When youre the only one in the family with any kind of technical chops, invitations often come with strings, or should I say wires, attached.

The result of my visit was interesting. The gathered group clearly appreciated the difference between the SD and HD viewing experience. It felt as if you were watching a production rather than TV. Camera angles, replays, the expressions of the players and coaches and the cheerleaders costumes all stood out in great detail. I couldnt help thinking how much fun the technical director must have, now that HD viewers can pick up the nuance of the production.

Weeks later, Im wondering when the HD revolution will make significant inroads in corporate presentations and whether it matters. While broadcasters have been forced to move towards digital television standards and have included HD as part of their package, staging productions have pretty much avoided the issue by sticking with high-resolution graphics systems and standard definition video.

From the corporate presentation market perspective, the desire for high-definition video production is low, mainly due to the general reluctance to spend extravagantly on company presentations. The cost of producing video in HD remains high, unless the producer is willing to utilize one of the newer HDV formats. While these formats offer the promise of HD compatible production at SD prices, the current reality is not sanguine.

A Worrisome HDV Test Run
The arrival of single-chip HDV cameras costing less than $5,000 created a great deal of buzz in the video production community two years ago, so when a client offered to shoot some material for us to compare with other formats, we were enthusiastic. Having shot the same scenes in HDV and DigiBeta, the comparison was startling. The HDV material was grainy, color definition was imprecise and the overall image quality was lifeless. In other words, it looked like it was shot with a cheap camcorder. Compared to the HDV material, the DigiBeta material actually looked better in many respects.

To top off the test, we projected some material we had shot ourselves using a pro HDCam system. Now, this looked like HD. The combination of a high-end, three-chip camera, $15,000 lens and HDCam format resulted in images that looked deep and accurate. Selling this kind of quality to a client would be as easy as convincing them to spend the extra money would be difficult.

Now comes Sonys three-chip HDV camcorders and, once again, the buzz has begun, with early reviews stating that these products will push HD production into the mainstream.

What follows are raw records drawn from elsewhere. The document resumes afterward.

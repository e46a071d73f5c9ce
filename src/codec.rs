//! JSON wire format for notifications.
//!
//! `{"from":{"id":1,"name":"Emma"},"to":{"id":2,"name":"Bruno"},"message":"hi"}`

use crate::error::{AppError, AppResult};
use crate::models::Notification;

pub fn encode(notification: &Notification) -> AppResult<Vec<u8>> {
    serde_json::to_vec(notification).map_err(AppError::Encoding)
}

pub fn decode(bytes: &[u8]) -> AppResult<Notification> {
    serde_json::from_slice(bytes).map_err(AppError::Decoding)
}
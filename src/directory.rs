// ============================================================================
// User Directory
// ============================================================================
//
// Immutable id -> user table, built once at startup and shared by every
// request through an Arc. No locking: nothing mutates it after `new`.
//
// ============================================================================

use std::collections::HashMap;

use crate::error::{AppError, AppResult};
use crate::models::User;

#[derive(Debug, Clone)]
pub struct UserDirectory {
    users: HashMap<i64, User>,
}

impl UserDirectory {
    /// Build a directory, rejecting duplicate ids.
    pub fn new(users: Vec<User>) -> AppResult<Self> {
        let mut map = HashMap::with_capacity(users.len());
        for user in users {
            let id = user.id;
            if map.insert(id, user).is_some() {
                return Err(AppError::config(format!(
                    "duplicate user id {} in directory",
                    id
                )));
            }
        }
        Ok(Self { users: map })
    }

    /// Default users served when no directory is configured
    pub fn seed_users() -> Vec<User> {
        vec![
            User::new(1, "Emma"),
            User::new(2, "Bruno"),
            User::new(3, "Rick"),
            User::new(4, "Lena"),
        ]
    }

    pub fn lookup(&self, id: i64) -> AppResult<&User> {
        self.users.get(&id).ok_or(AppError::UserNotFound(id))
    }

    pub fn len(&self) -> usize {
        self.users.len()
    }

    pub fn is_empty(&self) -> bool {
        self.users.is_empty()
    }
}
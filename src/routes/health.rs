use axum::{http::StatusCode, response::IntoResponse, Json};
use serde_json::json;

use crate::kafka::metrics;

/// GET /health
/// Liveness only; the broker was verified at startup.
pub async fn health_check() -> impl IntoResponse {
    (StatusCode::OK, Json(json!({"status": "ok"})))
}

/// GET /metrics
/// Prometheus metrics endpoint
pub async fn metrics() -> impl IntoResponse {
    match metrics::gather_metrics() {
        Ok(metrics_data) => (
            StatusCode::OK,
            [("Content-Type", "text/plain; version=0.0.4")],
            metrics_data,
        ),
        Err(e) => {
            tracing::error!("Failed to gather metrics: {}", e);
            (
                StatusCode::INTERNAL_SERVER_ERROR,
                [("Content-Type", "text/plain")],
                "Internal Server Error".to_string(),
            )
        }
    }
}
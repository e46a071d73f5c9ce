use serde::{Deserialize, Serialize};

/// A user known to the gateway
#[derive(Debug, Clone, PartialEq, Eq, Serialize, Deserialize)]
pub struct User {
    pub id: i64,
    pub name: String,
}

impl User {
    pub fn new(id: i64, name: impl Into<String>) -> Self {
        Self {
            id,
            name: name.into(),
        }
    }
}

/// A message from one user to another.
///
/// Field order is the wire order of the encoded payload.
#[derive(Debug, Clone, PartialEq, Eq, Serialize, Deserialize)]
pub struct Notification {
    pub from: User,
    pub to: User,
    pub message: String,
}
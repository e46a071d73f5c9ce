use anyhow::{Context, Result};
use std::net::SocketAddr;
use std::sync::Arc;
use tokio::net::TcpListener;
use tokio::signal;
use tracing::info;

pub mod codec;
pub mod config;
pub mod directory;
pub mod error;
pub mod gateway;
pub mod kafka;
pub mod models;
pub mod publisher;
pub mod routes;

use gateway::NotificationGateway;

/// Bind the HTTP listener on all interfaces
pub async fn bind(port: u16) -> Result<TcpListener> {
    let addr: SocketAddr = format!("[::]:{}", port)
        .parse()
        .context("Failed to parse bind address")?;

    TcpListener::bind(&addr)
        .await
        .with_context(|| format!("Failed to bind to {}", addr))
}

/// Serve requests until `shutdown` resolves.
///
/// In-flight requests are allowed to finish before this returns.
pub async fn run_http_server<F>(
    gateway: Arc<NotificationGateway>,
    listener: TcpListener,
    shutdown: F,
) -> Result<()>
where
    F: std::future::Future<Output = ()> + Send + 'static,
{
    let app = routes::create_router(gateway);

    info!("Notification gateway listening on {}", listener.local_addr()?);

    axum::serve(listener, app)
        .with_graceful_shutdown(shutdown)
        .await
        .context("HTTP server failed")
}

/// Resolves on Ctrl-C or SIGTERM
pub async fn shutdown_signal() {
    let ctrl_c = async {
        if let Err(e) = signal::ctrl_c().await {
            tracing::error!(error = %e, "Failed to install Ctrl-C handler");
        }
    };

    #[cfg(unix)]
    let terminate = async {
        match signal::unix::signal(signal::unix::SignalKind::terminate()) {
            Ok(mut sigterm) => {
                sigterm.recv().await;
            }
            Err(e) => {
                tracing::error!(error = %e, "Failed to install SIGTERM handler");
                std::future::pending::<()>().await;
            }
        }
    };

    #[cfg(not(unix))]
    let terminate = std::future::pending::<()>();

    tokio::select! {
        _ = ctrl_c => {},
        _ = terminate => {},
    }

    info!("Shutdown signal received. Shutting down...");
}
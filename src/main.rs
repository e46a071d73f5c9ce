use anyhow::{Context, Result};
use std::sync::Arc;
use std::time::Duration;
use tracing::{error, info};
use tracing_subscriber::{layer::SubscriberExt, util::SubscriberInitExt};

use notify_gateway::config::{Config, SHUTDOWN_FLUSH_TIMEOUT_SECS};
use notify_gateway::directory::UserDirectory;
use notify_gateway::gateway::NotificationGateway;
use notify_gateway::kafka::KafkaPublisher;

#[tokio::main]
async fn main() -> Result<()> {
    // Load configuration
    let config = Config::from_env()?;

    // Initialize tracing
    tracing_subscriber::registry()
        .with(tracing_subscriber::EnvFilter::new(config.rust_log.clone()))
        .with(tracing_subscriber::fmt::layer())
        .init();

    info!("=== Notification Gateway Starting ===");
    info!("Port: {}", config.port);
    info!("Kafka brokers: {}", config.kafka.brokers);
    info!("Kafka topic: {}", config.kafka.topic);

    let directory = Arc::new(
        UserDirectory::new(config.users.clone()).context("Failed to build user directory")?,
    );
    info!(users = directory.len(), "User directory loaded");

    // Without a working producer there is nothing to serve.
    let producer = Arc::new(
        KafkaPublisher::connect(&config.kafka)
            .await
            .context("Failed to initialize producer")?,
    );

    let gateway = Arc::new(NotificationGateway::new(
        directory,
        producer.clone(),
        config.kafka.topic.clone(),
    ));

    let listener = notify_gateway::bind(config.port).await?;
    let served =
        notify_gateway::run_http_server(gateway, listener, notify_gateway::shutdown_signal()).await;

    if let Err(e) = producer
        .flush(Duration::from_secs(SHUTDOWN_FLUSH_TIMEOUT_SECS))
        .await
    {
        error!(error = %e, "Kafka producer did not drain before shutdown");
    }

    served
}
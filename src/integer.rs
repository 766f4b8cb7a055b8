use std::cmp::Ordering;
use std::convert::TryFrom;
use std::fmt;

use serde::ser::{Serialize, Serializer};

#[derive(Copy, Clone, Debug, PartialEq, Eq, Hash)]
enum Repr {
    /// Zero and up.
    NonNeg(u64),
    /// Strictly below zero.
    Neg(i64),
}

/// An integer scalar, covering the full range of both `i64` and `u64`.
///
/// JSON numbers without a fractional part or exponent decode into this type, so `u64::MAX` and
/// `i64::MIN` both survive a round trip unchanged.
#[derive(Copy, Clone, PartialEq, Eq, Hash)]
pub struct Integer(Repr);

impl Integer {
    pub fn is_i64(&self) -> bool {
        self.as_i64().is_some()
    }

    pub fn is_u64(&self) -> bool {
        matches!(self.0, Repr::NonNeg(_))
    }

    pub fn as_i64(&self) -> Option<i64> {
        match self.0 {
            Repr::NonNeg(v) => i64::try_from(v).ok(),
            Repr::Neg(v) => Some(v),
        }
    }

    pub fn as_u64(&self) -> Option<u64> {
        match self.0 {
            Repr::NonNeg(v) => Some(v),
            Repr::Neg(_) => None,
        }
    }

    /// Nearest `f64`; large magnitudes lose precision.
    pub fn as_f64(&self) -> f64 {
        match self.0 {
            Repr::NonNeg(v) => v as f64,
            Repr::Neg(v) => v as f64,
        }
    }

    pub(crate) fn from_json(n: &serde_json::Number) -> Option<Integer> {
        match n.as_u64() {
            Some(v) => Some(v.into()),
            None => n.as_i64().map(Integer::from),
        }
    }
}

impl Default for Integer {
    fn default() -> Self {
        Integer(Repr::NonNeg(0))
    }
}

impl Ord for Integer {
    fn cmp(&self, other: &Integer) -> Ordering {
        match (self.0, other.0) {
            (Repr::Neg(a), Repr::Neg(b)) => a.cmp(&b),
            (Repr::NonNeg(a), Repr::NonNeg(b)) => a.cmp(&b),
            (Repr::Neg(_), Repr::NonNeg(_)) => Ordering::Less,
            (Repr::NonNeg(_), Repr::Neg(_)) => Ordering::Greater,
        }
    }
}

impl PartialOrd for Integer {
    fn partial_cmp(&self, other: &Integer) -> Option<Ordering> {
        Some(self.cmp(other))
    }
}

impl fmt::Display for Integer {
    fn fmt(&self, f: &mut fmt::Formatter<'_>) -> fmt::Result {
        match self.0 {
            Repr::NonNeg(v) => write!(f, "{}", v),
            Repr::Neg(v) => write!(f, "{}", v),
        }
    }
}

impl fmt::Debug for Integer {
    fn fmt(&self, f: &mut fmt::Formatter<'_>) -> fmt::Result {
        fmt::Display::fmt(self, f)
    }
}

impl Serialize for Integer {
    fn serialize<S: Serializer>(&self, serializer: S) -> Result<S::Ok, S::Error> {
        match self.0 {
            Repr::NonNeg(v) => serializer.serialize_u64(v),
            Repr::Neg(v) => serializer.serialize_i64(v),
        }
    }
}

/// `From` each primitive into `Integer`, and a checked `TryFrom` back that hands the original
/// integer back on overflow.
macro_rules! conversions {
    (unsigned: $($u:ty),*; signed: $($s:ty),*) => {
        $(
            impl From<$u> for Integer {
                fn from(v: $u) -> Self {
                    Integer(Repr::NonNeg(v as u64))
                }
            }
        )*
        $(
            impl From<$s> for Integer {
                fn from(v: $s) -> Self {
                    Integer(if v < 0 { Repr::Neg(v as i64) } else { Repr::NonNeg(v as u64) })
                }
            }
        )*
        $(
            impl TryFrom<Integer> for $u {
                type Error = Integer;
                fn try_from(v: Integer) -> Result<Self, Integer> {
                    v.as_u64().and_then(|n| <$u>::try_from(n).ok()).ok_or(v)
                }
            }
        )*
        $(
            impl TryFrom<Integer> for $s {
                type Error = Integer;
                fn try_from(v: Integer) -> Result<Self, Integer> {
                    v.as_i64().and_then(|n| <$s>::try_from(n).ok()).ok_or(v)
                }
            }
        )*
    };
}

conversions!(unsigned: u8, u16, u32, u64, usize; signed: i8, i16, i32, i64, isize);

#[cfg(test)]
mod test {
    use super::*;

    #[test]
    fn ordering_spans_both_halves() {
        let mut ints = vec![
            Integer::from(u64::MAX),
            Integer::from(0u8),
            Integer::from(i64::MIN),
            Integer::from(-1i32),
            Integer::from(1u64 << 63),
        ];
        ints.sort();
        assert_eq!(
            ints,
            vec![
                Integer::from(i64::MIN),
                Integer::from(-1),
                Integer::from(0),
                Integer::from(1u64 << 63),
                Integer::from(u64::MAX),
            ]
        );
    }

    #[test]
    fn narrowing() {
        let x = Integer::from(1u64 << 63);
        assert!(!x.is_i64());
        assert!(x.is_u64());
        assert_eq!(x.as_i64(), None);
        assert_eq!(u8::try_from(Integer::from(300)), Err(Integer::from(300)));
        assert_eq!(i8::try_from(Integer::from(-12)), Ok(-12i8));
        assert_eq!(Integer::from(-5).as_u64(), None);
    }

    #[test]
    fn json_numbers() {
        let big: serde_json::Number = serde_json::from_str("18446744073709551615").unwrap();
        assert_eq!(Integer::from_json(&big), Some(Integer::from(u64::MAX)));
        let neg: serde_json::Number = serde_json::from_str("-9223372036854775808").unwrap();
        assert_eq!(Integer::from_json(&neg), Some(Integer::from(i64::MIN)));
        let float: serde_json::Number = serde_json::from_str("1.5").unwrap();
        assert_eq!(Integer::from_json(&float), None);
        assert_eq!(serde_json::to_string(&Integer::from(-7)).unwrap(), "-7");
    }
}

I hope that becomes true, but Im not counting on it, at least from the projection perspective. While these inexpensive camcorders may be able to produce images that look acceptable on the HDTV set at home, I think large-screen projection is too difficult a medium for cameras that rely on inexpensive optics.

Assuming that HDTV production for corporate presentations does become the norm, where does that leave staging companies? In pretty good shape, as a matter of fact. The projectors and switchers in common use are HD-compatible, for the most part and expensive HD source decks can, under some circumstances, be replaced with computers optimized for QuickTime or Windows Media HD playback.

I-MAG in HD is still a considerable challenge as true HD cameras and video switchers are beyond the means of most staging company equipment budgets. However, current SD cameras do a fair job in 16:9 mode and in combination with a high-end SDI switcher package can be used without a noticeable fall-off in image quality.

With staging companies ready to handle HD content, the worry is that staging companies will be handed High-definition content produced on the HDV format systems that dont compare well to standard definition when projected on a large screen. It should be interesting.

Getting back to my Super Sunday HD adventure, once the game actually started it proceeded in a series of missed tackles, dropped passes and fumbles, until things got serious later in the second half. Despite the poor level of play, audience interest remained high as each shot, commercial and preview was dissected by the gathering and discussions of contrast and screen resolution replaced analysis of play selection and offensive line formations.